Doesn't matter if it's Conservative or Labour or a coalition. Politicians will be meddling with the NHS forever. However if it results in really crappier healthcare for everyone, expect the nurses *and* the patients to go out on strike and go on demonstration in Central London right down in Westminster.

People are pretty protective of the NHS. Even in Toryland.... when a health trust was considering shutting down a hospital in a three hospital cluster because all three of them weren't big enough, there was a whole almighty demonstration (with good cause) - because if any one of those three hospitals considered for closure did happen to close, it would mean that ambulances would not get access to an A&E department (emergency room) fast enough and have an awful long trip to get there.

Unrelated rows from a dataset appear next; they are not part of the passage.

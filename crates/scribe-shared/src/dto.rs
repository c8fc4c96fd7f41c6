//! Data Transfer Objects shared with API clients.

use std::fmt;

use serde::{Deserialize, Serialize};

/// Machine-readable error code, carried in GraphQL `extensions.code` and in
/// the `code` member of problem details.
#[derive(Debug, Clone, Copy, PartialEq, Eq, Serialize, Deserialize)]
#[serde(rename_all = "SCREAMING_SNAKE_CASE")]
pub enum ErrorCode {
    NotFound,
    Forbidden,
    Unauthenticated,
    BadUserInput,
    Conflict,
    Internal,
}

impl ErrorCode {
    pub fn as_str(&self) -> &'static str {
        match self {
            ErrorCode::NotFound => "NOT_FOUND",
            ErrorCode::Forbidden => "FORBIDDEN",
            ErrorCode::Unauthenticated => "UNAUTHENTICATED",
            ErrorCode::BadUserInput => "BAD_USER_INPUT",
            ErrorCode::Conflict => "CONFLICT",
            ErrorCode::Internal => "INTERNAL",
        }
    }

    /// HTTP status matching the code.
    pub fn status(&self) -> u16 {
        match self {
            ErrorCode::NotFound => 404,
            ErrorCode::Forbidden => 403,
            ErrorCode::Unauthenticated => 401,
            ErrorCode::BadUserInput => 400,
            ErrorCode::Conflict => 409,
            ErrorCode::Internal => 500,
        }
    }
}

impl fmt::Display for ErrorCode {
    fn fmt(&self, f: &mut fmt::Formatter<'_>) -> fmt::Result {
        f.write_str(self.as_str())
    }
}

/// Body of `POST /api/auth/register`.
#[derive(Debug, Clone, Serialize, Deserialize)]
pub struct RegisterUserRequest {
    pub email: String,
    pub name: String,
}

/// Bearer token issued on registration.
#[derive(Debug, Clone, Serialize, Deserialize)]
pub struct AuthResponse {
    pub access_token: String,
    pub token_type: String,
    pub expires_in: u64,
}

/// Response of `GET /api/health`.
#[derive(Debug, Clone, Serialize, Deserialize)]
pub struct HealthResponse {
    pub status: String,
    pub version: String,
    pub timestamp: String,
    /// `postgres` or `memory`.
    pub storage: String,
}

Even when it came to the local village hospital in my "hometown" - the health trust wanted to shutter that one too... but the hospital supporters got together and forced the health trust to keep it open through the court system. The trust said the facilites were getting too old and the hospital needed to close and be redeveloped for a nice big new health centre... so the hospital supporters said "We agree. Here is a new site you can build that health centre on... plus a brand new hospital too, and we'll raise the money to build it for you". Yes, deep in the heart of Toryland, in a part of the country where housing is so expensive you have to be a rock star to afford a new house, the people are willing to organise a charity fundraiser for a brand new hospital and health centre ... and actually achieve the fund raising goals. A new village hospital complete with health centre will be built on the village-purchased site.

Mark.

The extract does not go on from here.